//! Parser for the shell scripting dialect: an event-based recursive descent
//! parser producing a lossless rowan CST, plus typed AST wrappers.
//!
//! The CST keeps every token, whitespace and comments included, so
//! `parse(src).syntax().to_string() == src` for any input.

pub mod ast;
pub mod cst;
pub mod error;
mod parser;
pub mod syntax_kind;

use std::fmt::Write;

pub use cst::{ShellLanguage, SyntaxElement, SyntaxNode, SyntaxToken};
pub use error::ParseError;
pub use syntax_kind::SyntaxKind;

/// Result of parsing a script.
///
/// With the first-error-only strategy, `errors` holds at most one error.
#[derive(Debug, Clone)]
pub struct Parse {
    green: rowan::GreenNode,
    errors: Vec<ParseError>,
}

impl Parse {
    pub fn syntax(&self) -> SyntaxNode {
        SyntaxNode::new_root(self.green.clone())
    }

    pub fn green(&self) -> &rowan::GreenNode {
        &self.green
    }

    pub fn errors(&self) -> &[ParseError] {
        &self.errors
    }

    pub fn ok(&self) -> bool {
        self.errors.is_empty()
    }
}

/// Lex and parse a script into a SOURCE_FILE tree.
pub fn parse(source: &str) -> Parse {
    let tokens = asyncify_lexer::Lexer::tokenize(source);
    let mut p = parser::Parser::new(tokens, source);
    parser::statements::parse_source_file(&mut p);
    let (green, errors) = p.build_tree();
    Parse { green, errors }
}

/// Indented dump of a tree, one node or token per line:
///
/// ```text
/// SOURCE_FILE@0..2
///   EXPR_STMT@0..1
///     NAME_REF@0..1
///       IDENT@0..1 "x"
///   NEWLINE@1..2 "\n"
///   EOF@2..2 ""
/// ```
pub fn debug_tree(node: &SyntaxNode) -> String {
    let mut out = String::new();
    let mut depth = 0usize;
    for event in node.preorder_with_tokens() {
        let element = match event {
            rowan::WalkEvent::Enter(element) => element,
            rowan::WalkEvent::Leave(element) => {
                if element.as_node().is_some() {
                    depth -= 1;
                }
                continue;
            }
        };
        if !out.is_empty() {
            out.push('\n');
        }
        let range = element.text_range();
        let _ = write!(
            out,
            "{:indent$}{:?}@{}..{}",
            "",
            element.kind(),
            u32::from(range.start()),
            u32::from(range.end()),
            indent = depth * 2
        );
        match element {
            rowan::NodeOrToken::Node(_) => depth += 1,
            rowan::NodeOrToken::Token(token) => {
                let _ = write!(out, " {:?}", token.text());
            }
        }
    }
    out
}
//! Shared types for the asyncify front end: byte spans, line lookup, and the
//! token vocabulary produced by `asyncify-lexer`.

pub mod span;
pub mod token;
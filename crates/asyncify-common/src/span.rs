use std::ops::Range;

/// Half-open byte range into a script's source text.
///
/// Lexer and parser positions are byte offsets; line and column numbers are
/// only computed when a diagnostic or a `check` listing needs them, through
/// [`LineIndex`].
#[derive(Debug, Clone, Copy, PartialEq, Eq, Hash)]
pub struct Span {
    pub start: u32,
    pub end: u32,
}

impl Span {
    pub fn new(start: u32, end: u32) -> Self {
        debug_assert!(start <= end, "span start ({start}) must be <= end ({end})");
        Self { start, end }
    }

    /// A zero-width span at `offset`, used for "expected ..." errors at EOF.
    pub fn empty_at(offset: u32) -> Self {
        Self::new(offset, offset)
    }

    pub fn len(&self) -> u32 {
        self.end - self.start
    }

    pub fn is_empty(&self) -> bool {
        self.start == self.end
    }

    /// Smallest span covering both `self` and `other`.
    pub fn cover(self, other: Span) -> Span {
        Span {
            start: self.start.min(other.start),
            end: self.end.max(other.end),
        }
    }

    /// Slice `source` by this span.
    pub fn text<'a>(&self, source: &'a str) -> &'a str {
        &source[self.start as usize..self.end as usize]
    }
}

impl From<Span> for Range<usize> {
    fn from(span: Span) -> Self {
        span.start as usize..span.end as usize
    }
}

/// Line start table for converting byte offsets to 1-based (line, column).
#[derive(Debug, Clone)]
pub struct LineIndex {
    line_starts: Vec<u32>,
}

impl LineIndex {
    pub fn new(source: &str) -> Self {
        let line_starts = std::iter::once(0)
            .chain(
                source
                    .bytes()
                    .enumerate()
                    .filter(|&(_, b)| b == b'\n')
                    .map(|(i, _)| (i + 1) as u32),
            )
            .collect();
        Self { line_starts }
    }

    /// 1-based line and byte column of `offset`.
    pub fn line_col(&self, offset: u32) -> (u32, u32) {
        let line_idx = self
            .line_starts
            .partition_point(|&start| start <= offset)
            .saturating_sub(1);
        let col = offset - self.line_starts[line_idx] + 1;
        (line_idx as u32 + 1, col)
    }

    pub fn line_count(&self) -> usize {
        self.line_starts.len()
    }
}

#[cfg(test)]
mod tests {
    use super::*;

    #[test]
    fn cover_spans_both_ends() {
        let a = Span::new(4, 9);
        let b = Span::new(2, 6);
        assert_eq!(a.cover(b), Span::new(2, 9));
        assert_eq!(a.len(), 5);
    }

    #[test]
    fn empty_at_is_empty() {
        let span = Span::empty_at(7);
        assert!(span.is_empty());
        assert_eq!(Range::<usize>::from(span), 7..7);
    }

    #[test]
    fn text_slices_source() {
        let src = "db.coll.find()";
        assert_eq!(Span::new(3, 7).text(src), "coll");
    }

    #[test]
    fn line_col_across_lines() {
        let idx = LineIndex::new("let x = 1\ndb.coll\n  .find()");
        assert_eq!(idx.line_col(0), (1, 1));
        assert_eq!(idx.line_col(10), (2, 1));
        assert_eq!(idx.line_col(13), (2, 4));
        assert_eq!(idx.line_col(20), (3, 3));
        assert_eq!(idx.line_count(), 3);
    }

    #[test]
    fn newline_belongs_to_its_line() {
        let idx = LineIndex::new("a\nb");
        assert_eq!(idx.line_col(1), (1, 2));
        assert_eq!(idx.line_col(2), (2, 1));
    }
}
//! Call-site listing for `asyncifyc check`.

use asyncify_common::span::LineIndex;
use asyncify_parser::ast::expr::CallExpr;
use asyncify_parser::ast::AstNode;
use asyncify_parser::SyntaxKind;
use asyncify_typeck::catalog::Catalog;
use asyncify_typeck::error::CompileError;
use asyncify_typeck::infer;
use serde_json::{json, Value};

/// One call expression with its resolved type.
#[derive(Debug, Clone, PartialEq)]
pub struct CallSite {
    /// 1-based position of the call in the unrewritten input.
    pub line: u32,
    pub column: u32,
    pub callee: String,
    pub ty: String,
    pub suspended: bool,
}

impl CallSite {
    pub fn to_json(&self) -> Value {
        json!({
            "line": self.line,
            "column": self.column,
            "callee": self.callee,
            "type": self.ty,
            "suspended": self.suspended,
        })
    }
}

impl std::fmt::Display for CallSite {
    fn fmt(&self, f: &mut std::fmt::Formatter<'_>) -> std::fmt::Result {
        write!(f, "{}:{} {}() -> {}", self.line, self.column, self.callee, self.ty)?;
        if self.suspended {
            write!(f, " [await]")?;
        }
        Ok(())
    }
}

/// Type `source` against a fresh table from `catalog` and list every call
/// in source order, with positions in `source` itself.
pub fn call_sites(source: &str, catalog: &Catalog) -> Result<Vec<CallSite>, CompileError> {
    let parse = asyncify_parser::parse(source);
    if !parse.ok() {
        return Err(CompileError::Parse(parse.errors().to_vec()));
    }
    let root = parse.syntax();
    let mut symbols = catalog.symbol_table();
    symbols.push_scope();
    let inference = infer::infer(&root, &mut symbols)?;

    let lines = LineIndex::new(source);
    let sites = root
        .descendants()
        .filter(|node| node.kind() == SyntaxKind::CALL_EXPR)
        .filter_map(CallExpr::cast)
        .map(|call| {
            let range = call.syntax().text_range();
            let (line, column) = lines.line_col(range.start().into());
            let callee = call
                .callee()
                .map(|c| c.syntax().text().to_string())
                .unwrap_or_default();
            CallSite {
                line,
                column,
                callee: callee.split_whitespace().collect::<Vec<_>>().join(" "),
                ty: inference.type_of(call.syntax()).to_string(),
                suspended: inference.suspended.contains(&range),
            }
        })
        .collect();
    Ok(sites)
}
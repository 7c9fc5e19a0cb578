//! Parse errors.

use std::fmt;

use asyncify_common::span::Span;

/// The first syntax error found in a script.
///
/// `related` points at an earlier location that explains the error, such as
/// the `{` an unclosed block was opened with.
#[derive(Debug, Clone, PartialEq)]
pub struct ParseError {
    pub message: String,
    pub span: Span,
    pub related: Option<(String, Span)>,
}

impl ParseError {
    pub fn new(message: impl Into<String>, span: Span) -> Self {
        Self {
            message: message.into(),
            span,
            related: None,
        }
    }

    pub fn with_related(
        message: impl Into<String>,
        span: Span,
        related_message: impl Into<String>,
        related_span: Span,
    ) -> Self {
        Self {
            message: message.into(),
            span,
            related: Some((related_message.into(), related_span)),
        }
    }
}

impl fmt::Display for ParseError {
    fn fmt(&self, f: &mut fmt::Formatter<'_>) -> fmt::Result {
        write!(f, "{} at {}..{}", self.message, self.span.start, self.span.end)
    }
}

impl std::error::Error for ParseError {}
//! Interactive REPL for shell scripts.
//!
//! Each input is compiled against one long-lived symbol table and the
//! rewritten code is printed together with its inferred type.
//!
//! ## Architecture
//!
//! - [`session`]: session state, input classification and continuation
//!
//! ## Usage
//!
//! ```no_run
//! use asyncify_repl::{run_repl, ReplConfig};
//! use asyncify_typeck::catalog::Catalog;
//!
//! let config = ReplConfig::default();
//! run_repl(&config, Catalog::bundled().unwrap()).unwrap();
//! ```

pub mod session;

use asyncify_typeck::catalog::Catalog;
use asyncify_typeck::diagnostics::{render_diagnostic, DiagnosticOptions};
use rustyline::error::ReadlineError;
use rustyline::DefaultEditor;

pub use session::{classify_input, needs_continuation, EvalOutput, ReplInput, ReplSession};

const REPL_FILE: &str = "<repl>";

/// Configuration for the REPL.
#[derive(Debug, Clone)]
pub struct ReplConfig {
    /// The primary prompt string (default: "> ").
    pub prompt: String,
    /// The continuation prompt for multi-line input (default: "... ").
    pub continuation: String,
}

impl Default for ReplConfig {
    fn default() -> Self {
        Self {
            prompt: "> ".to_string(),
            continuation: "... ".to_string(),
        }
    }
}

/// Run the interactive loop until `:quit` or Ctrl-D.
pub fn run_repl(config: &ReplConfig, catalog: Catalog) -> Result<(), ReadlineError> {
    println!("asyncify REPL v{}", env!("CARGO_PKG_VERSION"));
    println!("Type :help for commands, :quit to exit\n");

    let mut rl = DefaultEditor::new()?;
    let mut session = ReplSession::new(catalog);

    while let Some(input) = read_input(&mut rl, config)? {
        match classify_input(&input) {
            ReplInput::Empty => {}
            ReplInput::Help => println!("{}", session::HELP_TEXT),
            ReplInput::Quit => break,
            ReplInput::Type(name) if name.is_empty() => println!("Usage: :type <name>"),
            ReplInput::Type(name) => match session.binding_type(&name) {
                Some(ty) => println!("{name}: {ty}"),
                None => println!("{name} is not bound"),
            },
            ReplInput::Reset => {
                session.reset();
                println!("Session reset.");
            }
            ReplInput::History => {
                for (i, (input, output)) in session.history().iter().enumerate() {
                    println!("[{}] {}", i + 1, input);
                    if input != output {
                        println!("  => {output}");
                    }
                }
            }
            ReplInput::UnknownCommand(cmd) => {
                println!("Unknown command: {cmd}. Type :help for available commands.")
            }
            ReplInput::Source(source) => match session.eval(&source) {
                Ok(out) => {
                    println!("{}", out.code);
                    println!("// {}", out.result_type);
                }
                Err(err) => eprint!(
                    "{}",
                    render_diagnostic(&err, &source, REPL_FILE, &DiagnosticOptions::colorless())
                ),
            },
        }
    }

    println!();
    Ok(())
}

/// Read one logical input, following continuation lines while brackets are
/// open. `None` means end of input.
fn read_input(rl: &mut DefaultEditor, config: &ReplConfig) -> Result<Option<String>, ReadlineError> {
    let mut input = match rl.readline(&config.prompt) {
        Ok(line) => line,
        Err(ReadlineError::Interrupted) => return Ok(Some(String::new())),
        Err(ReadlineError::Eof) => return Ok(None),
        Err(err) => return Err(err),
    };

    while needs_continuation(&input) {
        match rl.readline(&config.continuation) {
            Ok(line) => {
                input.push('\n');
                input.push_str(&line);
            }
            // Ctrl-C abandons the partial input.
            Err(ReadlineError::Interrupted) => return Ok(Some(String::new())),
            Err(ReadlineError::Eof) => return Ok(None),
            Err(err) => return Err(err),
        }
    }

    if !input.trim().is_empty() {
        let _ = rl.add_history_entry(input.as_str());
    }
    Ok(Some(input))
}

#[cfg(test)]
mod tests {
    use super::*;

    #[test]
    fn default_prompts() {
        let config = ReplConfig::default();
        assert_eq!(config.prompt, "> ");
        assert_eq!(config.continuation, "... ");
    }
}
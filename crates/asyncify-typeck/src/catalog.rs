//! Shell API catalog: the type registry plus the root scope, loaded from JSON.
//!
//! ```json
//! {
//!   "types": { "Database": { "type": "Database", "hasAsyncChild": true, "attributes": { ... } } },
//!   "scope": { "db": "Database" }
//! }
//! ```

use std::collections::BTreeMap;
use std::path::Path;
use std::sync::Arc;

use rustc_hash::FxHashMap;
use serde::Deserialize;
use tracing::debug;

use crate::env::{Binding, SymbolTable, TypeRegistry};
use crate::error::CatalogError;
use crate::ty::{Ty, TyRef, UNKNOWN_TYPE};

/// The catalog shipped with the workspace (`catalog/shell-api.json`).
pub const BUNDLED_CATALOG: &str = include_str!("../../../catalog/shell-api.json");

#[derive(Debug, Deserialize)]
struct CatalogFile {
    #[serde(default)]
    types: BTreeMap<String, TypeSpec>,
    #[serde(default)]
    scope: BTreeMap<String, ScopeEntry>,
}

#[derive(Debug, Deserialize)]
#[serde(rename_all = "camelCase")]
struct TypeSpec {
    #[serde(rename = "type")]
    tag: String,
    #[serde(default)]
    has_async_child: bool,
    #[serde(default)]
    attributes: Option<BTreeMap<String, TypeSpec>>,
    #[serde(default)]
    returns_promise: bool,
    #[serde(default)]
    return_type: Option<ScopeEntry>,
}

/// A registry name or an inline type.
#[derive(Debug, Deserialize)]
#[serde(untagged)]
enum ScopeEntry {
    Name(String),
    Inline(Box<TypeSpec>),
}

impl TypeSpec {
    /// Check every `returnType` name at or below this spec against the
    /// registry's names. `path` names this spec in errors.
    fn check_return_types(&self, path: &str, known: &dyn Fn(&str) -> bool) -> Result<(), CatalogError> {
        match &self.return_type {
            Some(ScopeEntry::Name(type_name)) if !known(type_name) => {
                return Err(CatalogError::UnknownReturnType {
                    owner: path.to_string(),
                    type_name: type_name.clone(),
                });
            }
            Some(ScopeEntry::Inline(spec)) => spec.check_return_types(path, known)?,
            _ => {}
        }
        for (name, attr) in self.attributes.iter().flatten() {
            attr.check_return_types(&format!("{path}.{name}"), known)?;
        }
        Ok(())
    }

    fn into_ty(self) -> Ty {
        match self.tag.as_str() {
            "function" => {
                let return_type = match self.return_type {
                    Some(ScopeEntry::Name(name)) => TyRef::Name(name),
                    Some(ScopeEntry::Inline(spec)) => TyRef::Type(spec.into_ty()),
                    None => TyRef::Type(Ty::Unknown),
                };
                Ty::function(return_type, self.returns_promise)
            }
            UNKNOWN_TYPE => Ty::Unknown,
            _ => {
                let attributes = self.attributes.map(|attrs| {
                    attrs
                        .into_iter()
                        .map(|(name, spec)| (name, spec.into_ty()))
                        .collect::<FxHashMap<_, _>>()
                });
                Ty::object(self.tag, attributes, self.has_async_child)
            }
        }
    }
}

/// A loaded catalog. Cheap to clone; the registry is shared.
#[derive(Clone, Debug)]
pub struct Catalog {
    registry: Arc<TypeRegistry>,
    scope: FxHashMap<String, Binding>,
}

impl Catalog {
    pub fn from_json(json: &str) -> Result<Catalog, CatalogError> {
        let file: CatalogFile = serde_json::from_str(json)?;

        let known = |name: &str| name == UNKNOWN_TYPE || file.types.contains_key(name);
        for (name, spec) in &file.types {
            spec.check_return_types(name, &known)?;
        }
        for (name, entry) in &file.scope {
            if let ScopeEntry::Inline(spec) = entry {
                spec.check_return_types(name, &known)?;
            }
        }

        let mut registry = TypeRegistry::new();
        for (name, spec) in file.types {
            registry.insert(name, spec.into_ty());
        }

        let mut scope = FxHashMap::default();
        for (binding, entry) in file.scope {
            let value = match entry {
                ScopeEntry::Name(type_name) => {
                    if !registry.contains(&type_name) {
                        return Err(CatalogError::UnknownTypeName { binding, type_name });
                    }
                    Binding::Name(type_name)
                }
                ScopeEntry::Inline(spec) => Binding::Type(spec.into_ty()),
            };
            scope.insert(binding, value);
        }

        debug!(types = registry.len(), globals = scope.len(), "loaded catalog");
        Ok(Catalog {
            registry: Arc::new(registry),
            scope,
        })
    }

    pub fn from_path(path: &Path) -> Result<Catalog, CatalogError> {
        let json = std::fs::read_to_string(path)?;
        Catalog::from_json(&json)
    }

    /// The catalog bundled into the binary.
    pub fn bundled() -> Result<Catalog, CatalogError> {
        Catalog::from_json(BUNDLED_CATALOG)
    }

    pub fn registry(&self) -> &Arc<TypeRegistry> {
        &self.registry
    }

    /// Global names, sorted.
    pub fn global_names(&self) -> Vec<&str> {
        let mut names: Vec<&str> = self.scope.keys().map(String::as_str).collect();
        names.sort_unstable();
        names
    }

    /// A fresh symbol table whose root frame is the catalog scope.
    pub fn symbol_table(&self) -> SymbolTable {
        SymbolTable::with_globals(Arc::clone(&self.registry), self.scope.clone())
    }
}

#[cfg(test)]
mod tests {
    use super::*;

    #[test]
    fn bundled_catalog_loads() {
        let catalog = Catalog::bundled().unwrap();
        let table = catalog.symbol_table();
        let db = table.lookup_type("db");
        assert_eq!(db.name(), "Database");
        assert!(db.has_async_child());

        let coll = catalog.registry().resolve("Collection");
        let find = &coll.attributes().unwrap()["find"];
        assert!(find.returns_promise());
        assert_eq!(find.to_string(), "function -> Promise<Cursor>");
    }

    #[test]
    fn registry_gets_unknown_even_when_omitted() {
        let catalog = Catalog::from_json(r#"{ "types": {}, "scope": {} }"#).unwrap();
        assert!(catalog.registry().contains("unknown"));
        assert_eq!(catalog.registry().len(), 1);
    }

    #[test]
    fn inline_scope_entries_and_return_types() {
        let json = r#"{
            "types": { "Cursor": { "type": "Cursor", "hasAsyncChild": true } },
            "scope": {
                "print": { "type": "function" },
                "open": { "type": "function", "returnsPromise": true,
                          "returnType": { "type": "Cursor" } }
            }
        }"#;
        let catalog = Catalog::from_json(json).unwrap();
        let table = catalog.symbol_table();
        assert_eq!(table.lookup_type("print").to_string(), "function -> unknown");
        assert_eq!(table.lookup_type("open").to_string(), "function -> Promise<Cursor>");
        assert_eq!(catalog.global_names(), vec!["open", "print"]);
    }

    #[test]
    fn object_without_attributes_keeps_none() {
        let json = r#"{ "types": { "Thing": { "type": "Thing" } } }"#;
        let catalog = Catalog::from_json(json).unwrap();
        let thing = catalog.registry().resolve("Thing");
        assert!(thing.attributes().is_none());
        assert!(!thing.has_async_child());
    }

    #[test]
    fn unknown_scope_type_is_rejected() {
        let json = r#"{ "types": {}, "scope": { "db": "Database" } }"#;
        let err = Catalog::from_json(json).unwrap_err();
        assert_eq!(
            err.to_string(),
            "catalog scope entry `db` refers to unknown type `Database`"
        );
    }

    #[test]
    fn unknown_return_type_is_rejected() {
        let json = r#"{
            "types": {
                "Collection": { "type": "Collection", "attributes": {
                    "find": { "type": "function", "returnsPromise": true, "returnType": "Cursr" }
                } }
            }
        }"#;
        let err = Catalog::from_json(json).unwrap_err();
        assert_eq!(
            err.to_string(),
            "return type of `Collection.find` refers to unknown type `Cursr`"
        );
    }

    #[test]
    fn return_types_are_checked_in_inline_scope_entries() {
        let json = r#"{
            "scope": { "open": { "type": "function", "returnType": { "type": "function", "returnType": "Nope" } } }
        }"#;
        let err = Catalog::from_json(json).unwrap_err();
        assert!(matches!(
            err,
            CatalogError::UnknownReturnType { ref owner, ref type_name } if owner == "open" && type_name == "Nope"
        ));

        let ok = r#"{ "scope": { "print": { "type": "function", "returnType": "unknown" } } }"#;
        assert!(Catalog::from_json(ok).is_ok());
    }

    #[test]
    fn database_get_returns_collection() {
        let catalog = Catalog::bundled().unwrap();
        let db = catalog.registry().resolve("Database");
        let get = &db.attributes().unwrap()["get"];
        assert!(!get.returns_promise());
        assert_eq!(get.to_string(), "function -> Collection");
    }

    #[test]
    fn malformed_json_is_rejected() {
        let err = Catalog::from_json("{ \"types\": [").unwrap_err();
        assert!(matches!(err, CatalogError::Json(_)));
    }

    #[test]
    fn missing_file_is_io_error() {
        let err = Catalog::from_path(Path::new("/nonexistent/catalog.json")).unwrap_err();
        assert!(matches!(err, CatalogError::Io(_)));
    }
}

→ Problem to work on
Copy out each line of the data that includes the string "plus".

→ Reply to the exercise
//! parser producing a lossless rowan CST, plus typed AST wrappers.
//! Shell API catalog: the type registry plus the root scope, loaded from JSON.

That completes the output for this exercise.